**Problem description**
Every line of the records below that has the word "opacity" should be copied.

**Data provided**
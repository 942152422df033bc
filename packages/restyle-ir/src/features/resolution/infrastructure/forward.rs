//! Prop forwarding: `width: ${p => p.width}` becomes a dynamic style function
//! `(width) => ({ width })` called with `props.width`

use crate::features::expression_builder::JsExpr;
use crate::features::resolution::domain::{ResolutionOutcome, SlotRequest, StyleFunctionSpec};
use crate::features::resolution::ports::{RecognizeContext, Recognizer};
use crate::shared::models::{PropertyValues, ReasonCode, StyleValue};
use crate::shared::utils::naming::{to_camel_case, to_pascal_case};
use crate::shared::utils::property_map::{lower_dynamic_value, template_literal, ValueToken};

use super::props::{PropsScope, PROPS_IDENT};

/// Parameter name of the style function for `property`
pub fn function_param(property: &str) -> String {
    let name = to_camel_case(property);
    if name.is_empty() {
        "value".to_string()
    } else {
        name
    }
}

/// Body of a style function taking `param` for `property`
pub fn function_body(property: &str, param_value: StyleValue) -> Result<PropertyValues, ResolutionOutcome> {
    lower_dynamic_value(property, param_value).map_err(|err| {
        ResolutionOutcome::keep_original(ReasonCode::UnsupportedDynamicShorthand, err.to_string())
    })
}

#[derive(Debug, Default, Clone, Copy)]
pub struct PropForwardRecognizer;

/// What the arrow body forwards
struct Forwarded<'e> {
    prop: String,
    read: &'e JsExpr,
    /// Static text around the read, when the body is a template
    quasis: Option<&'e [String]>,
}

impl PropForwardRecognizer {
    /// `p.width`, or a template with a single read such as `` `${p.size}px` ``
    fn forwarded<'e>(scope: &PropsScope, body: &'e JsExpr) -> Option<Forwarded<'e>> {
        if let Some(prop) = scope.prop_read(body) {
            return Some(Forwarded {
                prop,
                read: body,
                quasis: None,
            });
        }
        let JsExpr::Template { quasis, exprs } = body else {
            return None;
        };
        let [read] = exprs.as_slice() else {
            return None;
        };
        scope.prop_read(read).map(|prop| Forwarded {
            prop,
            read,
            quasis: Some(quasis.as_slice()),
        })
    }
}

impl Recognizer for PropForwardRecognizer {
    fn name(&self) -> &'static str {
        "prop-forward"
    }

    fn recognize(
        &self,
        request: &SlotRequest<'_>,
        _ctx: &mut RecognizeContext<'_>,
    ) -> Option<ResolutionOutcome> {
        if request.is_composition() {
            return None;
        }
        let (scope, body) = PropsScope::from_arrow(request.expr)?;
        let forwarded = Self::forwarded(&scope, body)?;

        let param = function_param(request.property);
        let param_value = match forwarded.quasis {
            None => StyleValue::expr(param.clone()),
            Some(quasis) => {
                let mut parts = Vec::new();
                for (i, quasi) in quasis.iter().enumerate() {
                    if !quasi.is_empty() {
                        parts.push(ValueToken::Static(quasi.clone()));
                    }
                    if i == 0 {
                        parts.push(ValueToken::Value(StyleValue::expr(param.clone())));
                    }
                }
                template_literal(&parts)
            }
        };

        let body = match function_body(request.property, param_value) {
            Ok(body) => body,
            Err(outcome) => return Some(outcome),
        };

        let call_arg = match scope.default_for(forwarded.read) {
            Some(default) => format!("{}.{} ?? {}", PROPS_IDENT, forwarded.prop, default),
            None => format!("{}.{}", PROPS_IDENT, forwarded.prop),
        };

        Some(ResolutionOutcome::EmitStyleFunction(StyleFunctionSpec {
            name_hint: to_pascal_case(request.property),
            params: vec![param],
            body,
            call_arg,
            reads: vec![forwarded.prop],
        }))
    }
}
//! Shared models
//!
//! Input IR handed over by the declaration front end, the StyleX output model,
//! and diagnostics.

pub mod css_rule;
pub mod declaration;
pub mod diagnostic;
pub mod literal;
pub mod slot;
pub mod source_file;
mod span;
pub mod style;

pub use css_rule::{CssDeclaration, CssRule, CssValue, ValuePart};
pub use declaration::{
    AttributeWrapper, CompoundVariant, DeclarationBase, LoweringAnnotations, PropType,
    SiblingWrapper, StyleFunctionUse, StyledDeclaration, VariantDimension,
};
pub use diagnostic::{Diagnostic, Location, ReasonCode, Severity};
pub use literal::Literal;
pub use slot::{SlotExpr, SlotIndex, SlotTable};
pub use source_file::{ImportBinding, ImportSpec, SourceFile};
pub use span::Span;
pub use style::{ConditionKey, ConditionMap, ExprValue, PropertyValues, StyleObject, StyleValue};
//! Expression Builder application layer

pub mod expression_usecase;

pub use expression_usecase::{ExpressionBuilderUseCase, ExpressionBuilderUseCaseImpl};
// Integration tests for interpolated values: variants, enumerations,
// resolver lookups and style functions

mod common;
use common::*;

use pretty_assertions::assert_eq;
use restyle_ir::config::LoweringConfig;
use restyle_ir::shared::models::{ReasonCode, StyleValue};
use restyle_ir::RuleLoweringEngine;
use serde_json::json;

fn expr_source(value: Option<&StyleValue>) -> Option<&str> {
    match value {
        Some(StyleValue::Expr(expr)) => Some(expr.source.as_str()),
        _ => None,
    }
}

#[test]
fn test_boolean_ternary_becomes_variant() {
    let file = single(
        DeclBuilder::intrinsic("Button", "button")
            .slot("p => p.$disabled ? 0.5 : 1")
            .css(&["opacity: ${0}"]),
    );
    let result = RuleLoweringEngine::default().convert_file(&file);
    let lowered = assert_converted(&result);

    assert_style_json(lowered, "button", json!({"opacity": 1.0}));
    assert_style_json(lowered, "buttonDisabled", json!({"opacity": 0.5}));

    let annotations = &lowered.declarations[0].annotations;
    assert_eq!(
        annotations.variant_style_keys.get("$disabled").map(String::as_str),
        Some("buttonDisabled")
    );
    assert!(annotations.needs_wrapper);
    assert!(annotations.forward_exclusions.contains("$disabled"));
}

#[test]
fn test_enumeration_ternary_has_no_overlap() {
    let file = single(
        DeclBuilder::intrinsic("Badge", "span")
            .slot("p => p.tone === \"a\" ? \"red\" : p.tone === \"b\" ? \"green\" : \"gray\"")
            .css(&["color: ${0}"]),
    );
    let result = RuleLoweringEngine::default().convert_file(&file);
    let lowered = assert_converted(&result);

    assert_style_json(lowered, "badge", json!({"color": "gray"}));
    let keys = &lowered.declarations[0].annotations.variant_style_keys;
    let a = keys.get("tone === \"a\"").unwrap();
    let b = keys.get("tone === \"b\"").unwrap();
    assert_style_json(lowered, a, json!({"color": "red"}));
    assert_style_json(lowered, b, json!({"color": "green"}));
    assert_eq!(keys.len(), 2);
}

#[test]
fn test_declared_enumeration_becomes_dimension() {
    let lowered_result = RuleLoweringEngine::default().convert_file(&fixture_button_file());
    let lowered = assert_converted(&lowered_result);
    let annotations = &lowered.declarations[0].annotations;

    let dimension = &annotations.variant_dimensions[0];
    assert_eq!(dimension.prop_name, "size");
    assert_eq!(
        dimension.cases.keys().map(String::as_str).collect::<Vec<_>>(),
        vec!["small", "large"]
    );
    let small = &dimension.cases["small"];
    assert_style_json(
        lowered,
        small,
        json!({
            "paddingTop": "4px",
            "paddingRight": "8px",
            "paddingBottom": "4px",
            "paddingLeft": "8px"
        }),
    );
    assert_value(lowered, "button", "paddingTop", StyleValue::string("8px"));
    assert_style_json(lowered, "buttonDisabled", json!({"opacity": 0.5}));
    assert_style_json(
        lowered,
        "button",
        json!({
            "color": "white",
            "backgroundColor": {"default": "#0055ff", ":hover": "#0044cc"},
            "borderWidth": "1px",
            "borderStyle": "solid",
            "borderColor": "transparent",
            "opacity": 1.0,
            "paddingTop": "8px",
            "paddingRight": "16px",
            "paddingBottom": "8px",
            "paddingLeft": "16px"
        }),
    );
}

#[test]
fn test_theme_read_resolves_through_adapter() {
    let file = single(
        DeclBuilder::intrinsic("Text", "p")
            .slot("({ theme }) => theme.colors.primary")
            .css(&["color: ${0}"]),
    );
    let result = fixture_engine().convert_file(&file);
    let lowered = assert_converted(&result);
    let value = lowered.value("text", "color");
    assert_eq!(expr_source(value), Some("vars.primary"));
    assert_eq!(value.unwrap().imports().len(), 1);
}

#[test]
fn test_theme_miss_bails() {
    let file = single(
        DeclBuilder::intrinsic("Text", "p")
            .slot("p => p.theme.colors.unknown")
            .css(&["color: ${0}"]),
    );
    let result = fixture_engine().convert_file(&file);
    assert!(result.is_bailed());
    assert!(result.lowered().is_none());
}

#[test]
fn test_imported_call_and_value() {
    let file = FileBuilder::new("Chip.tsx")
        .import("color", "./theme")
        .import("spacing", "./tokens")
        .decl(
            DeclBuilder::intrinsic("Chip", "span")
                .slot("color(\"accent\")")
                .slot("spacing.md")
                .css(&["color: ${0}", "gap: ${1}"]),
        )
        .build();
    let result = fixture_engine().convert_file(&file);
    let lowered = assert_converted(&result);
    assert_eq!(expr_source(lowered.value("chip", "color")), Some("vars.accent"));
    assert_eq!(expr_source(lowered.value("chip", "gap")), Some("space.md"));
}

#[test]
fn test_mutated_import_bails() {
    let file = FileBuilder::new("Chip.tsx")
        .import("spacing", "./tokens")
        .mutated("spacing")
        .decl(
            DeclBuilder::intrinsic("Chip", "span")
                .slot("spacing.md")
                .css(&["gap: ${0}"]),
        )
        .build();
    let result = fixture_engine().convert_file(&file);
    assert_bailed(&result, ReasonCode::MutatedImport);
}

#[test]
fn test_prop_forward_emits_style_function() {
    let file = single(
        DeclBuilder::intrinsic("Bar", "div")
            .slot("p => p.$width")
            .css(&["height: 4px", "width: ${0}"]),
    );
    let result = RuleLoweringEngine::default().convert_file(&file);
    let lowered = assert_converted(&result);

    let function = &lowered.style_functions["barWidth"];
    assert_eq!(function.params, vec!["width"]);
    assert_eq!(expr_source(function.body.get("width")), Some("width"));

    let annotations = &lowered.declarations[0].annotations;
    assert_eq!(annotations.style_functions[0].style_key, "barWidth");
    assert_eq!(annotations.style_functions[0].call_args, vec!["props.$width"]);
    assert!(annotations.forward_exclusions.contains("$width"));
    assert!(lowered.value("bar", "width").is_none());
}

#[test]
fn test_logical_block_in_composition_position() {
    let file = single(
        DeclBuilder::intrinsic("Row", "li")
            .slot("p => p.$active && \"color: red; font-weight: 700;\"")
            .css(&["color: black", "${0}"]),
    );
    let result = RuleLoweringEngine::default().convert_file(&file);
    let lowered = assert_converted(&result);
    assert_style_json(lowered, "rowActive", json!({"color": "red", "fontWeight": 700.0}));
    assert_style_json(lowered, "row", json!({"color": "black"}));
}

#[test]
fn test_omitted_branch_restores_base() {
    let file = single(
        DeclBuilder::intrinsic("Box", "div")
            .slot("p => p.$plain ? null : \"red\"")
            .css(&["border-color: blue", "border-color: ${0}"]),
    );
    let result = RuleLoweringEngine::default().convert_file(&file);
    let lowered = assert_converted(&result);
    // base branch overwrote the static value; the omitted branch brings it back
    assert_value(lowered, "box", "borderColor", StyleValue::string("red"));
    assert_style_json(lowered, "boxPlain", json!({"borderColor": "blue"}));
}

#[test]
fn test_heterogeneous_branches_bail() {
    let file = single(
        DeclBuilder::intrinsic("Hero", "header")
            .slot("p => p.$fancy ? \"linear-gradient(red, blue)\" : \"red\"")
            .css(&["background: ${0}"]),
    );
    let result = RuleLoweringEngine::default().convert_file(&file);
    assert_bailed(&result, ReasonCode::HeterogeneousVariantValues);
}

#[test]
fn test_unrecognized_expression_keeps_original() {
    let file = single(
        DeclBuilder::intrinsic("Box", "div")
            .slot("p => compute(p.size) * 2")
            .css(&["width: ${0}"]),
    );
    let result = RuleLoweringEngine::default().convert_file(&file);
    assert!(result.is_bailed());
    assert!(result.diagnostics()[0].is_bail());
}

#[test]
fn test_inline_fallback_is_config_gated_warning() {
    let file = single(
        DeclBuilder::intrinsic("Box", "div")
            .slot("p => p.$size * 2")
            .css(&["width: ${0}"]),
    );

    let strict = RuleLoweringEngine::default().convert_file(&file);
    assert!(strict.is_bailed());

    let config = LoweringConfig::default().allow_inline_style_fallback(true);
    let engine = RuleLoweringEngine::new(config, std::sync::Arc::new(fixture_resolver()));
    let result = engine.convert_file(&file);
    let lowered = assert_converted(&result);
    assert_eq!(lowered.diagnostics.len(), 1);
    assert_eq!(lowered.diagnostics[0].reason_code, ReasonCode::InlineStyleFallback);
    assert!(!lowered.diagnostics[0].is_bail());
    assert!(lowered.style_functions.contains_key("boxWidth"));
}

#[test]
fn test_multiple_dynamic_slots_bail() {
    let file = single(
        DeclBuilder::intrinsic("Box", "div")
            .slot("p => p.$x")
            .slot("p => p.$y")
            .css(&["margin: ${0} ${1}"]),
    );
    let result = RuleLoweringEngine::default().convert_file(&file);
    assert_bailed(&result, ReasonCode::MultipleDynamicSlots);
}

#[test]
fn test_static_after_ternary_wins_in_every_branch() {
    let file = single(
        DeclBuilder::intrinsic("Box", "div")
            .slot("p => p.$x ? \"red\" : \"blue\"")
            .css(&["color: ${0}", "color: green"]),
    );
    let result = RuleLoweringEngine::default().convert_file(&file);
    let lowered = assert_converted(&result);

    assert_style_json(lowered, "box", json!({"color": "green"}));
    let keys = &lowered.declarations[0].annotations.variant_style_keys;
    assert_style_json(lowered, &keys["$x"], json!({"color": "green"}));
}

#[test]
fn test_static_after_logical_block_wins() {
    let file = single(
        DeclBuilder::intrinsic("Row", "li")
            .slot("p => p.$x && \"color: red;\"")
            .css(&["${0}", "color: blue"]),
    );
    let result = RuleLoweringEngine::default().convert_file(&file);
    let lowered = assert_converted(&result);

    assert_style_json(lowered, "row", json!({"color": "blue"}));
    assert_style_json(lowered, "rowX", json!({"color": "blue"}));
}

#[test]
fn test_later_ternary_on_other_prop_wins() {
    let file = single(
        DeclBuilder::intrinsic("Box", "div")
            .slot("p => p.$a ? 0.5 : 1")
            .slot("p => p.$b ? 0.2 : 1")
            .css(&["opacity: ${0}", "opacity: ${1}"]),
    );
    let result = RuleLoweringEngine::default().convert_file(&file);
    let lowered = assert_converted(&result);

    assert_style_json(lowered, "box", json!({"opacity": 1.0}));
    // `$a` alone no longer changes anything; `$b` is applied after it
    assert_style_json(lowered, "boxA", json!({"opacity": 1.0}));
    assert_style_json(lowered, "boxB", json!({"opacity": 0.2}));
    assert_eq!(
        style_keys(lowered),
        vec!["box", "boxA", "boxB"]
    );
}

#[test]
fn test_earlier_variant_rewritten_after_later_one_bails() {
    let file = single(
        DeclBuilder::intrinsic("Box", "div")
            .slot("p => p.$a ? 0.5 : 1")
            .slot("p => p.$b ? 0.2 : 1")
            .slot("p => p.$a ? 0.7 : 1")
            .css(&["opacity: ${0}", "opacity: ${1}", "opacity: ${2}"]),
    );
    let result = RuleLoweringEngine::default().convert_file(&file);
    assert_bailed(&result, ReasonCode::KeepOriginal);
}

#[test]
fn test_multi_word_branch_splits_per_side() {
    let file = single(
        DeclBuilder::intrinsic("Box", "div")
            .slot("p => p.$c ? \"0 auto\" : \"4px\"")
            .css(&["margin: ${0}"]),
    );
    let result = RuleLoweringEngine::default().convert_file(&file);
    let lowered = assert_converted(&result);

    assert_style_json(
        lowered,
        "box",
        json!({
            "marginTop": "4px",
            "marginRight": "4px",
            "marginBottom": "4px",
            "marginLeft": "4px"
        }),
    );
    assert_style_json(
        lowered,
        "boxC",
        json!({
            "marginTop": 0.0,
            "marginRight": "auto",
            "marginBottom": 0.0,
            "marginLeft": "auto"
        }),
    );
}

#[test]
fn test_background_theme_branch_lands_on_background_color() {
    let file = single(
        DeclBuilder::intrinsic("Panel", "section")
            .slot("p => p.$x ? p.theme.colors.primary : \"white\"")
            .css(&["background: ${0}"]),
    );
    let result = fixture_engine().convert_file(&file);
    let lowered = assert_converted(&result);

    assert_value(lowered, "panel", "backgroundColor", StyleValue::string("white"));
    assert_eq!(
        expr_source(lowered.value("panelX", "backgroundColor")),
        Some("vars.primary")
    );
    assert!(lowered.value("panelX", "background").is_none());
}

**Task answer**
            .css(&["opacity: ${0}"]),
    assert_style_json(lowered, "button", json!({"opacity": 1.0}));
    assert_style_json(lowered, "buttonDisabled", json!({"opacity": 0.5}));
    assert_style_json(lowered, "buttonDisabled", json!({"opacity": 0.5}));
            "opacity": 1.0,
            .css(&["opacity: ${0}", "opacity: ${1}"]),
    assert_style_json(lowered, "box", json!({"opacity": 1.0}));
    assert_style_json(lowered, "boxA", json!({"opacity": 1.0}));
    assert_style_json(lowered, "boxB", json!({"opacity": 0.2}));
            .css(&["opacity: ${0}", "opacity: ${1}", "opacity: ${2}"]),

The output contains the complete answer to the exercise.